2. Respondent No. 2 has been served by publication, but has not put in appearance. Service on Respondent No.1 has been dispensed with at the request of the appellant.
3. Respondent No. 1-Shiv Singh is the driver of truck No. HYL-765 owned by Respondent No.2 which was insured with the appellant. Respondent No. 1 after having fallen down from the insured vehi-cle, approached the Workmen’s Compensation Commissioner for damages on account of the injury sustained by him in his right leg and other injuries on the body. The Commissioner by his order dated 30.4.1996 allowed the claim and held the insurance company liable to pay the compensation.
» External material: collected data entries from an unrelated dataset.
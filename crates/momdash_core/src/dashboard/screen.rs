//! Renderable projection of dashboard state.
//!
//! A [`Screen`] is everything a UI needs to draw one frame: the active body
//! (grid, viewer, editor or the not-found placeholder) plus the optional
//! create dialog and delete confirmation overlays. All HTML in it has been
//! sanitized.

use crate::dashboard::toolbar::FormatAction;
use crate::dashboard::view_state::{InlineEdit, ViewMode, ViewState};
use crate::model::meeting::{Meeting, MeetingDraft, MeetingId};
use crate::render::markdown::{render_card_preview, render_markdown, SafeHtml};

pub const NOT_FOUND_MESSAGE: &str = "Meeting not found";
pub const DELETE_PROMPT_MESSAGE: &str =
    "This action cannot be undone. This will permanently delete the meeting minutes.";

#[derive(Debug, Clone, PartialEq, Eq)]
pub struct Screen {
    pub body: ScreenBody,
    pub create_dialog: Option<CreateDialogView>,
    pub delete_prompt: Option<DeletePromptView>,
}

#[derive(Debug, Clone, PartialEq, Eq)]
pub enum ScreenBody {
    Grid(Vec<CardView>),
    Viewer(ViewerView),
    Editor(EditorView),
    /// Selection points at a meeting missing from the list. Offers only "back".
    NotFound(NotFoundView),
}

/// One grid card.
#[derive(Debug, Clone, PartialEq, Eq)]
pub struct CardView {
    pub id: MeetingId,
    pub title: String,
    /// `"<date> at <time>"`.
    pub schedule: String,
    /// Clamped content preview.
    pub preview: SafeHtml,
    /// Present while this card is edited in place.
    pub inline_edit: Option<InlineEdit>,
    pub delete_pending: bool,
}

#[derive(Debug, Clone, PartialEq, Eq)]
pub struct ViewerView {
    pub id: MeetingId,
    pub heading: String,
    pub html: SafeHtml,
}

#[derive(Debug, Clone, PartialEq, Eq)]
pub struct EditorView {
    pub id: MeetingId,
    pub heading: String,
    pub buffer: String,
    /// Live preview of `buffer`.
    pub preview: SafeHtml,
    pub toolbar: &'static [FormatAction],
    pub dirty: bool,
}

#[derive(Debug, Clone, PartialEq, Eq)]
pub struct NotFoundView {
    pub requested_id: MeetingId,
    /// View the user was in when the meeting disappeared.
    pub mode: ViewMode,
    pub message: &'static str,
}

#[derive(Debug, Clone, PartialEq, Eq)]
pub struct CreateDialogView {
    pub draft: MeetingDraft,
    pub can_submit: bool,
}

#[derive(Debug, Clone, PartialEq, Eq)]
pub struct DeletePromptView {
    pub meeting_id: MeetingId,
    /// Title of the target when it is still listed.
    pub title: Option<String>,
    pub message: &'static str,
}

/// Inputs of one projection, borrowed from the controller.
pub(crate) struct ScreenInputs<'a> {
    pub meetings: &'a [Meeting],
    pub view: &'a ViewState,
    pub card_preview_lines: usize,
    pub draft: Option<&'a MeetingDraft>,
    pub inline_edit: Option<&'a InlineEdit>,
    pub pending_delete: Option<&'a str>,
}

pub(crate) fn project(inputs: ScreenInputs<'_>) -> Screen {
    let find = |id: &str| inputs.meetings.iter().find(|meeting| meeting.id == id);

    let body = match inputs.view {
        ViewState::Grid => ScreenBody::Grid(
            inputs
                .meetings
                .iter()
                .map(|meeting| card(meeting, &inputs))
                .collect(),
        ),
        ViewState::Viewing(id) => match find(id.as_str()) {
            Some(meeting) => ScreenBody::Viewer(ViewerView {
                id: meeting.id.clone(),
                heading: meeting.heading(),
                html: render_markdown(&meeting.content),
            }),
            None => not_found(id, ViewMode::Viewing),
        },
        ViewState::Editing(session) => match find(session.meeting_id.as_str()) {
            Some(meeting) => ScreenBody::Editor(EditorView {
                id: meeting.id.clone(),
                heading: meeting.heading(),
                buffer: session.buffer.clone(),
                preview: render_markdown(&session.buffer),
                toolbar: FormatAction::ALL,
                dirty: session.dirty,
            }),
            None => not_found(&session.meeting_id, ViewMode::Editing),
        },
    };

    Screen {
        body,
        create_dialog: inputs.draft.map(|draft| CreateDialogView {
            draft: draft.clone(),
            can_submit: draft.is_complete(),
        }),
        delete_prompt: inputs.pending_delete.map(|id| DeletePromptView {
            meeting_id: id.to_string(),
            title: find(id).map(|meeting| meeting.title.clone()),
            message: DELETE_PROMPT_MESSAGE,
        }),
    }
}

fn card(meeting: &Meeting, inputs: &ScreenInputs<'_>) -> CardView {
    CardView {
        id: meeting.id.clone(),
        title: meeting.title.clone(),
        schedule: meeting.schedule_label(),
        preview: render_card_preview(&meeting.content, inputs.card_preview_lines),
        inline_edit: inputs
            .inline_edit
            .filter(|edit| edit.meeting_id == meeting.id)
            .cloned(),
        delete_pending: inputs.pending_delete == Some(meeting.id.as_str()),
    }
}

fn not_found(id: &str, mode: ViewMode) -> ScreenBody {
    ScreenBody::NotFound(NotFoundView {
        requested_id: id.to_string(),
        mode,
        message: NOT_FOUND_MESSAGE,
    })
}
The Commissioner also held that the insurance company was liable to pay interest as also penalty over and above the principal amount of compensation. The appeal filed thereafter by the insurance company under Section 30 of the Workmen’s Compensation Act in the High Court of Punjab and Harya-na was dismissed on 26.8.1997. It is in these circumstances, the present appeal has been filed.
4. The only question raised before us by the learned counsel for the appellant is that the Workmen’s Compensation Commissioner could not have held the insurance company liable for payment of the amount of penalty under Section 4-A (3) of the Workmen’s Compensation Act. This question was considered by this Court in Ved Prakash Garg v. Premi Devi & Ors. (JT 1997(8) SC 229) and it was held :
“24. As a result of the aforesaid discussion, it must be held that the question posed for our consideration must be answered partly in the affirmative and partly in the negative. In other words the insurance company will be liable to meet the claim for compensation along with interest as imposed on the insured em-ployer by the Workmen’s Commissioner under the Compensation Act on the conjoint operation of Section 3 and Section 4A Sub-section (3) (a) of the Compensation Act. So far as additional amount of compensation by way of penalty imposed on the insured employer by the Workmen’s Commissioner under Section 4A(3) (b) is concerned, however, the insurance company would not remain liable to reimburse the said claim and it would be the liability of the insured employer alone.”
5. In view of the above, the appeal is allowed and it is held that the appellant-insurance company is not liable to pay the amount of penalty as determined by the Workmen’s Compensation Commissioner.